(Dataset entries)
//! Invoice rendering and outbound delivery.

use std::sync::Mutex;

use async_trait::async_trait;
use lettre::{
    message::{header::ContentType, Mailbox},
    transport::smtp::authentication::Credentials,
    AsyncSmtpTransport, AsyncTransport, Message, Tokio1Executor,
};
use serde::Serialize;
use tera::{Context, Tera};

use crate::{config::SmtpSettings, errors::AppError, structs::QuotationDetail};

const IMPLICIT_TLS_PORT: u16 = 465;

lazy_static! {
    pub static ref TEMPLATES: Tera = {
        let mut tera = Tera::default();
        if let Err(e) =
            tera.add_raw_template("invoice.html", include_str!("../templates/invoice.html"))
        {
            log::error!("Parsing error(s): {}", e);
            ::std::process::exit(1);
        }
        tera.autoescape_on(vec![".html"]);
        tera
    };
}

#[derive(Debug, Clone, PartialEq)]
pub struct OutgoingEmail {
    pub to: String,
    pub subject: String,
    pub html_body: String,
}

#[async_trait]
pub trait Mailer: Send + Sync {
    async fn send(&self, email: &OutgoingEmail) -> Result<(), AppError>;
}

#[derive(Serialize)]
struct InvoiceLine<'a> {
    product_name: &'a str,
    quantity: i64,
    price: String,
    amount: String,
}

pub fn render_invoice(detail: &QuotationDetail) -> Result<String, AppError> {
    let items: Vec<InvoiceLine<'_>> = detail
        .quotation_items
        .iter()
        .map(|item| InvoiceLine {
            product_name: &item.product_name,
            quantity: item.quantity,
            price: format!("{:.2}", item.price),
            amount: format!("{:.2}", item.amount),
        })
        .collect();

    let mut context = Context::new();
    context.insert("business_name", &detail.business_name);
    context.insert("customer_name", &detail.customer_name);
    context.insert("quotation_id", &detail.id);
    context.insert("items", &items);
    context.insert("grand_total", &format!("{:.2}", detail.grand_total));

    TEMPLATES.render("invoice.html", &context).map_err(|e| {
        log::error!("Failed to render template: {}", e);
        AppError::TemplateError(e)
    })
}

/// The invoice mail for a quotation, addressed to its customer.
pub fn invoice_email(detail: &QuotationDetail) -> Result<OutgoingEmail, AppError> {
    Ok(OutgoingEmail {
        to: detail.customer_email.clone(),
        subject: format!("Invoice for Quotation #{}", detail.id),
        html_body: render_invoice(detail)?,
    })
}

pub struct SmtpMailer {
    transport: AsyncSmtpTransport<Tokio1Executor>,
    from: Mailbox,
}

impl SmtpMailer {
    pub fn from_settings(settings: &SmtpSettings) -> Result<Self, AppError> {
        let builder = if settings.port == IMPLICIT_TLS_PORT {
            AsyncSmtpTransport::<Tokio1Executor>::relay(&settings.host)
        } else {
            AsyncSmtpTransport::<Tokio1Executor>::starttls_relay(&settings.host)
        }
        .map_err(|e| AppError::ConfigError(format!("Invalid SMTP relay: {}", e)))?;

        let transport = builder
            .port(settings.port)
            .credentials(Credentials::new(
                settings.username.clone(),
                settings.password.clone(),
            ))
            .build();

        let from = settings
            .from_email
            .parse()
            .map_err(|e| AppError::ConfigError(format!("Invalid sender address: {}", e)))?;

        Ok(SmtpMailer { transport, from })
    }
}

#[async_trait]
impl Mailer for SmtpMailer {
    async fn send(&self, email: &OutgoingEmail) -> Result<(), AppError> {
        let to: Mailbox = email
            .to
            .parse()
            .map_err(|e| AppError::MailError(format!("Invalid recipient {}: {}", email.to, e)))?;

        let message = Message::builder()
            .from(self.from.clone())
            .to(to)
            .subject(&email.subject)
            .header(ContentType::TEXT_HTML)
            .body(email.html_body.clone())
            .map_err(|e| AppError::MailError(e.to_string()))?;

        self.transport
            .send(message)
            .await
            .map_err(|e| AppError::MailError(e.to_string()))?;
        log::info!("Mail '{}' delivered to {}", email.subject, email.to);
        Ok(())
    }
}

/// Keeps every message in memory instead of delivering it.
#[derive(Default)]
pub struct MemoryMailer {
    outbox: Mutex<Vec<OutgoingEmail>>,
    fail: bool,
}

impl MemoryMailer {
    /// A mailer whose every send fails, for exercising transport errors.
    pub fn failing() -> Self {
        MemoryMailer {
            outbox: Mutex::default(),
            fail: true,
        }
    }

    pub fn sent(&self) -> Vec<OutgoingEmail> {
        self.outbox
            .lock()
            .map(|outbox| outbox.clone())
            .unwrap_or_default()
    }
}

#[async_trait]
impl Mailer for MemoryMailer {
    async fn send(&self, email: &OutgoingEmail) -> Result<(), AppError> {
        if self.fail {
            return Err(AppError::MailError("transport unavailable".to_owned()));
        }
        self.outbox
            .lock()
            .map_err(|_| AppError::InternalServerError)?
            .push(email.clone());
        Ok(())
    }
}
//! Audible poacher alerts
//!
//! The dispatcher throttles alert requests and plays the alert pattern on a
//! tone sink. Audio failures are logged and swallowed so the pipeline keeps
//! running on hosts without sound.

use chrono::{DateTime, Utc};
use std::time::Duration;
use vigil_hal::{Tone, ToneSink};

/// Minimum spacing between two audible alerts
pub const DEFAULT_MIN_INTERVAL: Duration = Duration::from_millis(5000);

/// Sequence of tones making up one alert
#[derive(Debug, Clone, PartialEq)]
pub struct AlertPattern {
    pub tones: Vec<Tone>,
}

impl AlertPattern {
    /// Two A5 beeps followed by a longer, louder C6
    pub fn poacher() -> Self {
        Self {
            tones: vec![
                Tone::new(880.0, 500, 0).with_gain(0.3),
                Tone::new(880.0, 500, 200).with_gain(0.3),
                Tone::new(1047.0, 700, 400).with_gain(0.4),
            ],
        }
    }
}

impl Default for AlertPattern {
    fn default() -> Self {
        Self::poacher()
    }
}

#[derive(Debug, Clone, Copy, PartialEq, Eq)]
pub enum AlertOutcome {
    Played,
    /// Within the minimum interval of the previous alert
    Suppressed,
    /// The sink failed; the alert still counts towards the throttle
    Failed,
}

pub struct AlertDispatcher {
    sink: Box<dyn ToneSink>,
    pattern: AlertPattern,
    min_interval: Duration,
    last_alert: Option<DateTime<Utc>>,
}

impl AlertDispatcher {
    pub fn new(sink: Box<dyn ToneSink>) -> Self {
        Self {
            sink,
            pattern: AlertPattern::default(),
            min_interval: DEFAULT_MIN_INTERVAL,
            last_alert: None,
        }
    }

    /// Set minimum interval between alerts
    pub fn with_min_interval(mut self, min_interval: Duration) -> Self {
        self.min_interval = min_interval;
        self
    }

    pub fn with_pattern(mut self, pattern: AlertPattern) -> Self {
        self.pattern = pattern;
        self
    }

    pub fn last_alert(&self) -> Option<DateTime<Utc>> {
        self.last_alert
    }

    fn throttled(&self, now: DateTime<Utc>) -> bool {
        let Some(last) = self.last_alert else {
            return false;
        };
        let elapsed_ms = (now - last).num_milliseconds();
        elapsed_ms < self.min_interval.as_millis() as i64
    }

    /// Request an alert at `now`
    pub fn trigger(&mut self, now: DateTime<Utc>) -> AlertOutcome {
        if self.throttled(now) {
            tracing::debug!("Alert suppressed, last one at {:?}", self.last_alert);
            return AlertOutcome::Suppressed;
        }
        self.last_alert = Some(now);

        for tone in &self.pattern.tones {
            if let Err(e) = self.sink.play_tone(tone) {
                tracing::error!("Failed to play alert sound: {}", e);
                return AlertOutcome::Failed;
            }
        }

        tracing::warn!("Poacher alert sounded");
        AlertOutcome::Played
    }
}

> EXERCISE DIRECTIONS:
Repeat the data in full, exactly as supplied.

> REPLY:
//! Invoice rendering and outbound delivery.

use std::sync::Mutex;

use async_trait::async_trait;
use lettre::{
    message::{header::ContentType, Mailbox},
    transport::smtp::authentication::Credentials,
    AsyncSmtpTransport, AsyncTransport, Message, Tokio1Executor,
};
use serde::Serialize;
use tera::{Context, Tera};

use crate::{config::SmtpSettings, errors::AppError, structs::QuotationDetail};

const IMPLICIT_TLS_PORT: u16 = 465;

lazy_static! {
    pub static ref TEMPLATES: Tera = {
        let mut tera = Tera::default();
        if let Err(e) =
            tera.add_raw_template("invoice.html", include_str!("../templates/invoice.html"))
        {
            log::error!("Parsing error(s): {}", e);
            ::std::process::exit(1);
        }
        tera.autoescape_on(vec![".html"]);
        tera
    };
}

#[derive(Debug, Clone, PartialEq)]
pub struct OutgoingEmail {
    pub to: String,
    pub subject: String,
    pub html_body: String,
}

#[async_trait]
pub trait Mailer: Send + Sync {
    async fn send(&self, email: &OutgoingEmail) -> Result<(), AppError>;
}

#[derive(Serialize)]
struct InvoiceLine<'a> {
    product_name: &'a str,
    quantity: i64,
    price: String,
    amount: String,
}

pub fn render_invoice(detail: &QuotationDetail) -> Result<String, AppError> {
    let items: Vec<InvoiceLine<'_>> = detail
        .quotation_items
        .iter()
        .map(|item| InvoiceLine {
            product_name: &item.product_name,
            quantity: item.quantity,
            price: format!("{:.2}", item.price),
            amount: format!("{:.2}", item.amount),
        })
        .collect();

    let mut context = Context::new();
    context.insert("business_name", &detail.business_name);
    context.insert("customer_name", &detail.customer_name);
    context.insert("quotation_id", &detail.id);
    context.insert("items", &items);
    context.insert("grand_total", &format!("{:.2}", detail.grand_total));

    TEMPLATES.render("invoice.html", &context).map_err(|e| {
        log::error!("Failed to render template: {}", e);
        AppError::TemplateError(e)
    })
}

/// The invoice mail for a quotation, addressed to its customer.
pub fn invoice_email(detail: &QuotationDetail) -> Result<OutgoingEmail, AppError> {
    Ok(OutgoingEmail {
        to: detail.customer_email.clone(),
        subject: format!("Invoice for Quotation #{}", detail.id),
        html_body: render_invoice(detail)?,
    })
}

pub struct SmtpMailer {
    transport: AsyncSmtpTransport<Tokio1Executor>,
    from: Mailbox,
}

impl SmtpMailer {
    pub fn from_settings(settings: &SmtpSettings) -> Result<Self, AppError> {
        let builder = if settings.port == IMPLICIT_TLS_PORT {
            AsyncSmtpTransport::<Tokio1Executor>::relay(&settings.host)
        } else {
            AsyncSmtpTransport::<Tokio1Executor>::starttls_relay(&settings.host)
        }
        .map_err(|e| AppError::ConfigError(format!("Invalid SMTP relay: {}", e)))?;

        let transport = builder
            .port(settings.port)
            .credentials(Credentials::new(
                settings.username.clone(),
                settings.password.clone(),
            ))
            .build();

        let from = settings
            .from_email
            .parse()
            .map_err(|e| AppError::ConfigError(format!("Invalid sender address: {}", e)))?;

        Ok(SmtpMailer { transport, from })
    }
}

#[async_trait]
impl Mailer for SmtpMailer {
    async fn send(&self, email: &OutgoingEmail) -> Result<(), AppError> {
        let to: Mailbox = email
            .to
            .parse()
            .map_err(|e| AppError::MailError(format!("Invalid recipient {}: {}", email.to, e)))?;

        let message = Message::builder()
            .from(self.from.clone())
            .to(to)
            .subject(&email.subject)
            .header(ContentType::TEXT_HTML)
            .body(email.html_body.clone())
            .map_err(|e| AppError::MailError(e.to_string()))?;

        self.transport
            .send(message)
            .await
            .map_err(|e| AppError::MailError(e.to_string()))?;
        log::info!("Mail '{}' delivered to {}", email.subject, email.to);
        Ok(())
    }
}

/// Keeps every message in memory instead of delivering it.
#[derive(Default)]
pub struct MemoryMailer {
    outbox: Mutex<Vec<OutgoingEmail>>,
    fail: bool,
}

impl MemoryMailer {
    /// A mailer whose every send fails, for exercising transport errors.
    pub fn failing() -> Self {
        MemoryMailer {
            outbox: Mutex::default(),
            fail: true,
        }
    }

    pub fn sent(&self) -> Vec<OutgoingEmail> {
        self.outbox
            .lock()
            .map(|outbox| outbox.clone())
            .unwrap_or_default()
    }
}

#[async_trait]
impl Mailer for MemoryMailer {
    async fn send(&self, email: &OutgoingEmail) -> Result<(), AppError> {
        if self.fail {
            return Err(AppError::MailError("transport unavailable".to_owned()));
        }
        self.outbox
            .lock()
            .map_err(|_| AppError::InternalServerError)?
            .push(email.clone());
        Ok(())
    }
}
//! Audible poacher alerts
//!
//! The dispatcher throttles alert requests and plays the alert pattern on a
//! tone sink. Audio failures are logged and swallowed so the pipeline keeps
//! running on hosts without sound.

use chrono::{DateTime, Utc};
use std::time::Duration;
use vigil_hal::{Tone, ToneSink};

/// Minimum spacing between two audible alerts
pub const DEFAULT_MIN_INTERVAL: Duration = Duration::from_millis(5000);

/// Sequence of tones making up one alert
#[derive(Debug, Clone, PartialEq)]
pub struct AlertPattern {
    pub tones: Vec<Tone>,
}

impl AlertPattern {
    /// Two A5 beeps followed by a longer, louder C6
    pub fn poacher() -> Self {
        Self {
            tones: vec![
                Tone::new(880.0, 500, 0).with_gain(0.3),
                Tone::new(880.0, 500, 200).with_gain(0.3),
                Tone::new(1047.0, 700, 400).with_gain(0.4),
            ],
        }
    }
}

impl Default for AlertPattern {
    fn default() -> Self {
        Self::poacher()
    }
}

#[derive(Debug, Clone, Copy, PartialEq, Eq)]
pub enum AlertOutcome {
    Played,
    /// Within the minimum interval of the previous alert
    Suppressed,
    /// The sink failed; the alert still counts towards the throttle
    Failed,
}

pub struct AlertDispatcher {
    sink: Box<dyn ToneSink>,
    pattern: AlertPattern,
    min_interval: Duration,
    last_alert: Option<DateTime<Utc>>,
}

impl AlertDispatcher {
    pub fn new(sink: Box<dyn ToneSink>) -> Self {
        Self {
            sink,
            pattern: AlertPattern::default(),
            min_interval: DEFAULT_MIN_INTERVAL,
            last_alert: None,
        }
    }

    /// Set minimum interval between alerts
    pub fn with_min_interval(mut self, min_interval: Duration) -> Self {
        self.min_interval = min_interval;
        self
    }

    pub fn with_pattern(mut self, pattern: AlertPattern) -> Self {
        self.pattern = pattern;
        self
    }

    pub fn last_alert(&self) -> Option<DateTime<Utc>> {
        self.last_alert
    }

    fn throttled(&self, now: DateTime<Utc>) -> bool {
        let Some(last) = self.last_alert else {
            return false;
        };
        let elapsed_ms = (now - last).num_milliseconds();
        elapsed_ms < self.min_interval.as_millis() as i64
    }

    /// Request an alert at `now`
    pub fn trigger(&mut self, now: DateTime<Utc>) -> AlertOutcome {
        if self.throttled(now) {
            tracing::debug!("Alert suppressed, last one at {:?}", self.last_alert);
            return AlertOutcome::Suppressed;
        }
        self.last_alert = Some(now);

        for tone in &self.pattern.tones {
            if let Err(e) = self.sink.play_tone(tone) {
                tracing::error!("Failed to play alert sound: {}", e);
                return AlertOutcome::Failed;
            }
        }

        tracing::warn!("Poacher alert sounded");
        AlertOutcome::Played
    }
}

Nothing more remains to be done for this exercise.